> _Provided data_:

_ _ _ _ _ _ _

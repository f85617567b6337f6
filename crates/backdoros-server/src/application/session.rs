//! ShellSession: the per-connection protocol state machine.
//!
//! # Modes (for beginners)
//!
//! A session is always in exactly one of three modes:
//!
//! ```text
//!            WRITE - f                    line containing EOF
//!   Normal ─────────────▶ CapturePaste ──────────────────────▶ Normal
//!     │                                                          ▲
//!     │ REPL                         exit()                      │
//!     └───────────────▶ Repl ────────────────────────────────────┘
//! ```
//!
//! - **Normal**: each line is tokenized and run as a command, then the `%> `
//!   prompt is sent.
//! - **CapturePaste**: each line is appended to the paste buffer.  No prompt
//!   is sent until the `EOF` sentinel commits the file.
//! - **Repl**: each line goes to the session's own [`Evaluator`]; the prompt
//!   is `>>> ` or `... ` depending on whether the statement is complete.
//!
//! Mode-specific data lives inside the `Mode` variant, so a paste buffer
//! cannot exist outside paste mode and an evaluator is dropped as soon as the
//! REPL ends or the session is dropped.
//!
//! The session never performs socket I/O.  The transport hands it raw chunks
//! through [`ShellSession::handle_chunk`] and writes back whatever bytes the
//! returned [`Reply`] carries.

use std::sync::atomic::{AtomicBool, Ordering};
use std::sync::Arc;

use backdoros_core::eval::{CONTINUATION_PROMPT, EXIT_SENTINEL, PRIMARY_PROMPT};
use backdoros_core::protocol::framer::decode_line;
use backdoros_core::{
    split_command_line, CommandSpec, CommandTable, Evaluator, EvaluatorKind, FrameError,
    LineFramer, PasteCapture, Resolution, VirtualStore, DEFAULT_MAX_LINE_BYTES,
};
use chrono::{DateTime, Local};
use tracing::{debug, info, warn};
use uuid::Uuid;

use super::collaborators::Collaborators;
use super::commands::{self, render_failure, Effect};
use super::control::{StopReason, SystemControl};

/// Prompt sent whenever the session is ready for a command.
pub const PROMPT: &str = "%> ";

/// Release string shown in the banner.
pub const VERSION: &str = env!("CARGO_PKG_VERSION");

// ── Shared context ────────────────────────────────────────────────────────────

/// Shell behaviour knobs taken from the `[shell]` config section.
#[derive(Debug, Clone, Copy, PartialEq, Eq)]
pub struct ShellSettings {
    pub debug: bool,
    pub evaluator: EvaluatorKind,
    pub max_line_bytes: usize,
}

impl Default for ShellSettings {
    fn default() -> Self {
        Self {
            debug: false,
            evaluator: EvaluatorKind::default(),
            max_line_bytes: DEFAULT_MAX_LINE_BYTES,
        }
    }
}

/// State shared by every session of one server run.
///
/// One `ShellContext` is created per server start (and per reboot), wrapped
/// in an `Arc`, and cloned into every connection task.
pub struct ShellContext {
    pub store: Arc<VirtualStore>,
    pub collaborators: Collaborators,
    pub control: Arc<SystemControl>,
    /// When this server run started; `UPTIME` measures from here.
    pub started_at: DateTime<Local>,
    pub evaluator: EvaluatorKind,
    pub max_line_bytes: usize,
    debug: AtomicBool,
}

impl ShellContext {
    pub fn new(
        store: Arc<VirtualStore>,
        collaborators: Collaborators,
        control: Arc<SystemControl>,
        settings: ShellSettings,
    ) -> Self {
        let started_at = collaborators.clock.now();
        Self {
            store,
            collaborators,
            control,
            started_at,
            evaluator: settings.evaluator,
            max_line_bytes: settings.max_line_bytes,
            debug: AtomicBool::new(settings.debug),
        }
    }

    pub fn debug_enabled(&self) -> bool {
        self.debug.load(Ordering::Relaxed)
    }

    pub fn set_debug(&self, enabled: bool) {
        self.debug.store(enabled, Ordering::Relaxed);
    }

    /// First line of the greeting and of `HELP`, newline included.
    pub fn banner(&self) -> String {
        format!(
            "BackdorOS release {VERSION} on an {}\n",
            self.collaborators.platform.describe_host()
        )
    }
}

// ── Session ───────────────────────────────────────────────────────────────────

/// What the transport must do after delivering a chunk.
#[derive(Debug, Clone, Copy, PartialEq, Eq)]
pub enum Flow {
    /// Keep reading.
    Continue,
    /// Flush the output, then close the connection (`QUIT`).
    Close,
    /// Flush the output, close the connection; the server is stopping.
    Stop(StopReason),
}

/// Output produced for one chunk of input.
#[derive(Debug)]
pub struct Reply {
    pub output: Vec<u8>,
    pub flow: Flow,
}

enum Mode {
    Normal,
    CapturePaste(PasteCapture),
    Repl {
        evaluator: Box<dyn Evaluator>,
        needs_more: bool,
    },
}

/// One client connection's protocol state.
pub struct ShellSession {
    id: Uuid,
    mode: Mode,
    framer: LineFramer,
    ctx: Arc<ShellContext>,
}

impl ShellSession {
    pub fn new(ctx: Arc<ShellContext>) -> Self {
        Self {
            id: Uuid::new_v4(),
            mode: Mode::Normal,
            framer: LineFramer::new(ctx.max_line_bytes),
            ctx,
        }
    }

    pub fn id(&self) -> Uuid {
        self.id
    }

    /// Short name of the current mode, for logs and tests.
    pub fn mode_name(&self) -> &'static str {
        match self.mode {
            Mode::Normal => "normal",
            Mode::CapturePaste(_) => "paste",
            Mode::Repl { .. } => "repl",
        }
    }

    /// Banner plus the first prompt, sent right after connecting.
    pub fn greeting(&self) -> Vec<u8> {
        let mut out = self.ctx.banner().into_bytes();
        out.extend_from_slice(PROMPT.as_bytes());
        out
    }

    /// Feeds one chunk from the transport and returns everything to send back.
    ///
    /// Lines are handled one at a time, so a chunk holding `WRITE - f`,
    /// `hello` and `EOF` is processed with the right mode for each line.
    /// Input after a closing command in the same chunk is ignored.
    pub async fn handle_chunk(&mut self, chunk: &[u8]) -> Reply {
        let mut out = Vec::new();
        let overflow = self.framer.extend(chunk).err();

        while let Some(line) = self.framer.next_line() {
            let flow = self.handle_line(line, &mut out).await;
            if flow != Flow::Continue {
                return Reply { output: out, flow };
            }
        }

        if let Some(err) = overflow {
            warn!(session = %self.id, "{err}");
            push_line(&mut out, &format!("KERNEL: {err}"));
            self.push_prompt(&mut out);
        }

        Reply {
            output: out,
            flow: Flow::Continue,
        }
    }

    async fn handle_line(
        &mut self,
        framed: Result<Vec<u8>, FrameError>,
        out: &mut Vec<u8>,
    ) -> Flow {
        let line = match framed.and_then(decode_line) {
            Ok(line) => line,
            Err(err) => {
                debug!(session = %self.id, "{err}");
                push_line(out, &format!("KERNEL: {err}"));
                self.push_prompt(out);
                return Flow::Continue;
            }
        };

        if self.ctx.debug_enabled() {
            info!(session = %self.id, mode = self.mode_name(), line = %line, "line received");
        }

        match &mut self.mode {
            Mode::CapturePaste(paste) => {
                if let Some(content) = paste.push_line(&line) {
                    let target = paste.target().to_string();
                    let size = self.ctx.store.write(&target, content.into_bytes());
                    info!(session = %self.id, file = %target, size, "paste committed");
                    push_line(out, &format!("WRITE: Wrote {size} bytes to {target}"));
                    self.mode = Mode::Normal;
                    self.push_prompt(out);
                }
                return Flow::Continue;
            }
            Mode::Repl {
                evaluator,
                needs_more,
            } => {
                let line = line.strip_suffix('\r').unwrap_or(line.as_str());
                if line == EXIT_SENTINEL {
                    debug!(session = %self.id, "leaving REPL");
                    self.mode = Mode::Normal;
                    push_line(out, "End of REPL");
                } else {
                    *needs_more = evaluator.push(line).needs_more;
                    for chunk in evaluator.drain_output() {
                        push_line(out, &chunk);
                    }
                }
                self.push_prompt(out);
                return Flow::Continue;
            }
            Mode::Normal => {}
        }

        self.dispatch(&line, out).await
    }

    /// Runs one command line in `Normal` mode.
    async fn dispatch(&mut self, line: &str, out: &mut Vec<u8>) -> Flow {
        let words = match split_command_line(line) {
            Ok(words) => words,
            Err(err) => {
                push_line(out, &format!("KERNEL: {err}"));
                self.push_prompt(out);
                return Flow::Continue;
            }
        };

        let flow = match CommandTable::resolve(words) {
            Resolution::Empty => Flow::Continue,
            Resolution::Unknown(name) => {
                debug!(session = %self.id, command = %name, "unknown command");
                push_line(out, &format!("KERNEL: Unknown command: {name}"));
                Flow::Continue
            }
            Resolution::NotEnoughParameters(spec) => {
                push_line(out, &format!("{}: Not enough parameters", spec.name));
                Flow::Continue
            }
            Resolution::Ready { spec, args } => self.run(spec, &args, out).await,
        };

        if flow == Flow::Continue {
            self.push_prompt(out);
        }
        flow
    }

    async fn run(&mut self, spec: &CommandSpec, args: &[String], out: &mut Vec<u8>) -> Flow {
        debug!(session = %self.id, command = spec.name, ?args, "running command");

        let result = match commands::execute(&self.ctx, spec.kind, args).await {
            Ok(result) => result,
            Err(err) => {
                let verbose = self.ctx.debug_enabled();
                warn!(session = %self.id, command = spec.name, "command failed: {err}");
                out.extend_from_slice(render_failure(spec.name, &err, verbose).as_bytes());
                return Flow::Continue;
            }
        };

        out.extend_from_slice(&result.output);
        match result.effect {
            Effect::Stay => Flow::Continue,
            Effect::EnterPaste(target) => {
                debug!(session = %self.id, file = %target, "capturing paste");
                self.mode = Mode::CapturePaste(PasteCapture::new(target));
                Flow::Continue
            }
            Effect::EnterRepl => {
                self.mode = Mode::Repl {
                    evaluator: self.ctx.evaluator.build(),
                    needs_more: false,
                };
                Flow::Continue
            }
            Effect::Close => Flow::Close,
            Effect::Stop(reason) => Flow::Stop(reason),
        }
    }

    fn push_prompt(&self, out: &mut Vec<u8>) {
        let prompt = match &self.mode {
            Mode::Normal => PROMPT,
            Mode::CapturePaste(_) => return,
            Mode::Repl { needs_more: true, .. } => CONTINUATION_PROMPT,
            Mode::Repl { .. } => PRIMARY_PROMPT,
        };
        out.extend_from_slice(prompt.as_bytes());
    }
}

fn push_line(out: &mut Vec<u8>, line: &str) {
    out.extend_from_slice(line.as_bytes());
    out.push(b'\n');
}

// ── Tests ─────────────────────────────────────────────────────────────────────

_ _ _ _ _ _ _

Scan the data above. Return every line with "StopReason" in it.

> _Task response_:
use super::control::{StopReason, SystemControl};
    Stop(StopReason),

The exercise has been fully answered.